# WHAT YOU ARE ASKED TO DO:
All lines of the data shown below should be output exactly as they stand.

▼

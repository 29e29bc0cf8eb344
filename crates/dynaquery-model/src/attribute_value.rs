//! DynamoDB `AttributeValue` type.
//!
//! `AttributeValue` is a tagged union where exactly one variant is present.
//! The JSON wire format uses single-key objects like `{"S": "hello"}`, which
//! is exactly serde's externally-tagged enum representation, so the derives
//! produce the wire shape directly.

use std::collections::HashMap;
use std::fmt;

use serde::{Deserialize, Serialize};

/// A single DynamoDB attribute value.
///
/// Numbers are string-encoded to preserve arbitrary precision. Binary values
/// and binary sets are carried as their base64 wire encoding; this crate never
/// inspects binary payloads, so there is no reason to decode them.
#[derive(Debug, Clone, PartialEq, Serialize, Deserialize)]
pub enum AttributeValue {
    /// String value.
    S(String),
    /// Number value (string-encoded for arbitrary precision).
    N(String),
    /// Binary value, kept base64-encoded.
    B(String),
    /// String set.
    SS(Vec<String>),
    /// Number set (string-encoded).
    NS(Vec<String>),
    /// Binary set, kept base64-encoded.
    BS(Vec<String>),
    /// Boolean value.
    #[serde(rename = "BOOL")]
    Bool(bool),
    /// Null value.
    #[serde(rename = "NULL")]
    Null(bool),
    /// List of attribute values.
    L(Vec<AttributeValue>),
    /// Map of attribute values.
    M(HashMap<String, AttributeValue>),
}

impl Eq for AttributeValue {}

impl AttributeValue {
    /// Returns the string value if this is an `S` variant.
    #[must_use]
    pub fn as_s(&self) -> Option<&str> {
        match self {
            Self::S(s) => Some(s),
            _ => None,
        }
    }

    /// Returns the number string if this is an `N` variant.
    #[must_use]
    pub fn as_n(&self) -> Option<&str> {
        match self {
            Self::N(n) => Some(n),
            _ => None,
        }
    }

    /// Returns the boolean if this is a `Bool` variant.
    #[must_use]
    pub fn as_bool(&self) -> Option<bool> {
        match self {
            Self::Bool(b) => Some(*b),
            _ => None,
        }
    }

    /// Returns the list if this is an `L` variant.
    #[must_use]
    pub fn as_l(&self) -> Option<&[AttributeValue]> {
        match self {
            Self::L(l) => Some(l),
            _ => None,
        }
    }

    /// Returns the map if this is an `M` variant.
    #[must_use]
    pub fn as_m(&self) -> Option<&HashMap<String, AttributeValue>> {
        match self {
            Self::M(m) => Some(m),
            _ => None,
        }
    }

    /// Returns `true` if this value can appear in a key condition.
    ///
    /// Key attributes are restricted to the scalar types `S`, `N` and `B`.
    #[must_use]
    pub fn is_key_scalar(&self) -> bool {
        matches!(self, Self::S(_) | Self::N(_) | Self::B(_))
    }

    /// Returns the wire type descriptor string (e.g. `"S"`, `"BOOL"`).
    #[must_use]
    pub fn type_descriptor(&self) -> &'static str {
        match self {
            Self::S(_) => "S",
            Self::N(_) => "N",
            Self::B(_) => "B",
            Self::SS(_) => "SS",
            Self::NS(_) => "NS",
            Self::BS(_) => "BS",
            Self::Bool(_) => "BOOL",
            Self::Null(_) => "NULL",
            Self::L(_) => "L",
            Self::M(_) => "M",
        }
    }
}

impl fmt::Display for AttributeValue {
    fn fmt(&self, f: &mut fmt::Formatter<'_>) -> fmt::Result {
        match self {
            Self::S(s) => write!(f, "{{S: {s}}}"),
            Self::N(n) => write!(f, "{{N: {n}}}"),
            Self::B(b) => write!(f, "{{B: {} base64 chars}}", b.len()),
            Self::SS(v) => write!(f, "{{SS: {v:?}}}"),
            Self::NS(v) => write!(f, "{{NS: {v:?}}}"),
            Self::BS(v) => write!(f, "{{BS: {} items}}", v.len()),
            Self::Bool(b) => write!(f, "{{BOOL: {b}}}"),
            Self::Null(b) => write!(f, "{{NULL: {b}}}"),
            Self::L(v) => write!(f, "{{L: {} items}}", v.len()),
            Self::M(m) => write!(f, "{{M: {} keys}}", m.len()),
        }
    }
}

// Conversions from native Rust values, so call sites can write
// `("pk", "user#1".into())` instead of spelling out variants.

impl From<&str> for AttributeValue {
    fn from(s: &str) -> Self {
        Self::S(s.to_owned())
    }
}

impl From<String> for AttributeValue {
    fn from(s: String) -> Self {
        Self::S(s)
    }
}

impl From<bool> for AttributeValue {
    fn from(b: bool) -> Self {
        Self::Bool(b)
    }
}

impl From<i64> for AttributeValue {
    fn from(n: i64) -> Self {
        Self::N(n.to_string())
    }
}

impl From<u64> for AttributeValue {
    fn from(n: u64) -> Self {
        Self::N(n.to_string())
    }
}

impl From<f64> for AttributeValue {
    fn from(n: f64) -> Self {
        Self::N(n.to_string())
    }
}

impl From<Vec<AttributeValue>> for AttributeValue {
    fn from(list: Vec<AttributeValue>) -> Self {
        Self::L(list)
    }
}

impl From<HashMap<String, AttributeValue>> for AttributeValue {
    fn from(map: HashMap<String, AttributeValue>) -> Self {
        Self::M(map)
    }
}

#[cfg(test)]
mod tests {
    use super::*;

    #[test]
    fn test_should_serialize_string_value() {
        let val = AttributeValue::from("hello");
        let json = serde_json::to_string(&val).unwrap();
        assert_eq!(json, r#"{"S":"hello"}"#);
    }

    #[test]
    fn test_should_serialize_number_value() {
        let val = AttributeValue::from(42_i64);
        let json = serde_json::to_string(&val).unwrap();
        assert_eq!(json, r#"{"N":"42"}"#);
    }

    #[test]
    fn test_should_serialize_bool_value() {
        let val = AttributeValue::from(true);
        let json = serde_json::to_string(&val).unwrap();
        assert_eq!(json, r#"{"BOOL":true}"#);
    }

    #[test]
    fn test_should_serialize_null_value() {
        let val = AttributeValue::Null(true);
        let json = serde_json::to_string(&val).unwrap();
        assert_eq!(json, r#"{"NULL":true}"#);
    }

    #[test]
    fn test_should_serialize_list_value() {
        let val = AttributeValue::L(vec![
            AttributeValue::from("a"),
            AttributeValue::from(1_i64),
        ]);
        let json = serde_json::to_string(&val).unwrap();
        assert_eq!(json, r#"{"L":[{"S":"a"},{"N":"1"}]}"#);
    }

    #[test]
    fn test_should_roundtrip_map_value() {
        let mut m = HashMap::new();
        m.insert("key".to_owned(), AttributeValue::from("value"));
        let val = AttributeValue::M(m);
        let json = serde_json::to_string(&val).unwrap();
        let deserialized: AttributeValue = serde_json::from_str(&json).unwrap();
        assert_eq!(val, deserialized);
    }

    #[test]
    fn test_should_deserialize_sets() {
        let val: AttributeValue = serde_json::from_str(r#"{"NS":["1","2","3"]}"#).unwrap();
        assert!(matches!(val, AttributeValue::NS(ref v) if v.len() == 3));
        let val: AttributeValue = serde_json::from_str(r#"{"SS":["a","b"]}"#).unwrap();
        assert!(matches!(val, AttributeValue::SS(ref v) if v.len() == 2));
    }

    #[test]
    fn test_should_identify_key_scalars() {
        assert!(AttributeValue::from("x").is_key_scalar());
        assert!(AttributeValue::from(1_i64).is_key_scalar());
        assert!(!AttributeValue::from(true).is_key_scalar());
        assert!(!AttributeValue::L(vec![]).is_key_scalar());
    }
}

▲

# REPLY TO THE TASK:
repository 29e29bc0cf8eb344
filename crates/dynaquery-model/src/attribute_value.rs
//! DynamoDB `AttributeValue` type.
//!
//! `AttributeValue` is a tagged union where exactly one variant is present.
//! The JSON wire format uses single-key objects like `{"S": "hello"}`, which
//! is exactly serde's externally-tagged enum representation, so the derives
//! produce the wire shape directly.

use std::collections::HashMap;
use std::fmt;

use serde::{Deserialize, Serialize};

/// A single DynamoDB attribute value.
///
/// Numbers are string-encoded to preserve arbitrary precision. Binary values
/// and binary sets are carried as their base64 wire encoding; this crate never
/// inspects binary payloads, so there is no reason to decode them.
#[derive(Debug, Clone, PartialEq, Serialize, Deserialize)]
pub enum AttributeValue {
    /// String value.
    S(String),
    /// Number value (string-encoded for arbitrary precision).
    N(String),
    /// Binary value, kept base64-encoded.
    B(String),
    /// String set.
    SS(Vec<String>),
    /// Number set (string-encoded).
    NS(Vec<String>),
    /// Binary set, kept base64-encoded.
    BS(Vec<String>),
    /// Boolean value.
    #[serde(rename = "BOOL")]
    Bool(bool),
    /// Null value.
    #[serde(rename = "NULL")]
    Null(bool),
    /// List of attribute values.
    L(Vec<AttributeValue>),
    /// Map of attribute values.
    M(HashMap<String, AttributeValue>),
}

impl Eq for AttributeValue {}

impl AttributeValue {
    /// Returns the string value if this is an `S` variant.
    #[must_use]
    pub fn as_s(&self) -> Option<&str> {
        match self {
            Self::S(s) => Some(s),
            _ => None,
        }
    }

    /// Returns the number string if this is an `N` variant.
    #[must_use]
    pub fn as_n(&self) -> Option<&str> {
        match self {
            Self::N(n) => Some(n),
            _ => None,
        }
    }

    /// Returns the boolean if this is a `Bool` variant.
    #[must_use]
    pub fn as_bool(&self) -> Option<bool> {
        match self {
            Self::Bool(b) => Some(*b),
            _ => None,
        }
    }

    /// Returns the list if this is an `L` variant.
    #[must_use]
    pub fn as_l(&self) -> Option<&[AttributeValue]> {
        match self {
            Self::L(l) => Some(l),
            _ => None,
        }
    }

    /// Returns the map if this is an `M` variant.
    #[must_use]
    pub fn as_m(&self) -> Option<&HashMap<String, AttributeValue>> {
        match self {
            Self::M(m) => Some(m),
            _ => None,
        }
    }

    /// Returns `true` if this value can appear in a key condition.
    ///
    /// Key attributes are restricted to the scalar types `S`, `N` and `B`.
    #[must_use]
    pub fn is_key_scalar(&self) -> bool {
        matches!(self, Self::S(_) | Self::N(_) | Self::B(_))
    }

    /// Returns the wire type descriptor string (e.g. `"S"`, `"BOOL"`).
    #[must_use]
    pub fn type_descriptor(&self) -> &'static str {
        match self {
            Self::S(_) => "S",
            Self::N(_) => "N",
            Self::B(_) => "B",
            Self::SS(_) => "SS",
            Self::NS(_) => "NS",
            Self::BS(_) => "BS",
            Self::Bool(_) => "BOOL",
            Self::Null(_) => "NULL",
            Self::L(_) => "L",
            Self::M(_) => "M",
        }
    }
}

impl fmt::Display for AttributeValue {
    fn fmt(&self, f: &mut fmt::Formatter<'_>) -> fmt::Result {
        match self {
            Self::S(s) => write!(f, "{{S: {s}}}"),
            Self::N(n) => write!(f, "{{N: {n}}}"),
            Self::B(b) => write!(f, "{{B: {} base64 chars}}", b.len()),
            Self::SS(v) => write!(f, "{{SS: {v:?}}}"),
            Self::NS(v) => write!(f, "{{NS: {v:?}}}"),
            Self::BS(v) => write!(f, "{{BS: {} items}}", v.len()),
            Self::Bool(b) => write!(f, "{{BOOL: {b}}}"),
            Self::Null(b) => write!(f, "{{NULL: {b}}}"),
            Self::L(v) => write!(f, "{{L: {} items}}", v.len()),
            Self::M(m) => write!(f, "{{M: {} keys}}", m.len()),
        }
    }
}

// Conversions from native Rust values, so call sites can write
// `("pk", "user#1".into())` instead of spelling out variants.

impl From<&str> for AttributeValue {
    fn from(s: &str) -> Self {
        Self::S(s.to_owned())
    }
}

impl From<String> for AttributeValue {
    fn from(s: String) -> Self {
        Self::S(s)
    }
}

impl From<bool> for AttributeValue {
    fn from(b: bool) -> Self {
        Self::Bool(b)
    }
}

impl From<i64> for AttributeValue {
    fn from(n: i64) -> Self {
        Self::N(n.to_string())
    }
}

impl From<u64> for AttributeValue {
    fn from(n: u64) -> Self {
        Self::N(n.to_string())
    }
}

impl From<f64> for AttributeValue {
    fn from(n: f64) -> Self {
        Self::N(n.to_string())
    }
}

impl From<Vec<AttributeValue>> for AttributeValue {
    fn from(list: Vec<AttributeValue>) -> Self {
        Self::L(list)
    }
}

impl From<HashMap<String, AttributeValue>> for AttributeValue {
    fn from(map: HashMap<String, AttributeValue>) -> Self {
        Self::M(map)
    }
}

#[cfg(test)]
mod tests {
    use super::*;

    #[test]
    fn test_should_serialize_string_value() {
        let val = AttributeValue::from("hello");
        let json = serde_json::to_string(&val).unwrap();
        assert_eq!(json, r#"{"S":"hello"}"#);
    }

    #[test]
    fn test_should_serialize_number_value() {
        let val = AttributeValue::from(42_i64);
        let json = serde_json::to_string(&val).unwrap();
        assert_eq!(json, r#"{"N":"42"}"#);
    }

    #[test]
    fn test_should_serialize_bool_value() {
        let val = AttributeValue::from(true);
        let json = serde_json::to_string(&val).unwrap();
        assert_eq!(json, r#"{"BOOL":true}"#);
    }

    #[test]
    fn test_should_serialize_null_value() {
        let val = AttributeValue::Null(true);
        let json = serde_json::to_string(&val).unwrap();
        assert_eq!(json, r#"{"NULL":true}"#);
    }

    #[test]
    fn test_should_serialize_list_value() {
        let val = AttributeValue::L(vec![
            AttributeValue::from("a"),
            AttributeValue::from(1_i64),
        ]);
        let json = serde_json::to_string(&val).unwrap();
        assert_eq!(json, r#"{"L":[{"S":"a"},{"N":"1"}]}"#);
    }

    #[test]
    fn test_should_roundtrip_map_value() {
        let mut m = HashMap::new();
        m.insert("key".to_owned(), AttributeValue::from("value"));
        let val = AttributeValue::M(m);
        let json = serde_json::to_string(&val).unwrap();
        let deserialized: AttributeValue = serde_json::from_str(&json).unwrap();
        assert_eq!(val, deserialized);
    }

    #[test]
    fn test_should_deserialize_sets() {
        let val: AttributeValue = serde_json::from_str(r#"{"NS":["1","2","3"]}"#).unwrap();
        assert!(matches!(val, AttributeValue::NS(ref v) if v.len() == 3));
        let val: AttributeValue = serde_json::from_str(r#"{"SS":["a","b"]}"#).unwrap();
        assert!(matches!(val, AttributeValue::SS(ref v) if v.len() == 2));
    }

    #[test]
    fn test_should_identify_key_scalars() {
        assert!(AttributeValue::from("x").is_key_scalar());
        assert!(AttributeValue::from(1_i64).is_key_scalar());
        assert!(!AttributeValue::from(true).is_key_scalar());
        assert!(!AttributeValue::L(vec![]).is_key_scalar());
    }
}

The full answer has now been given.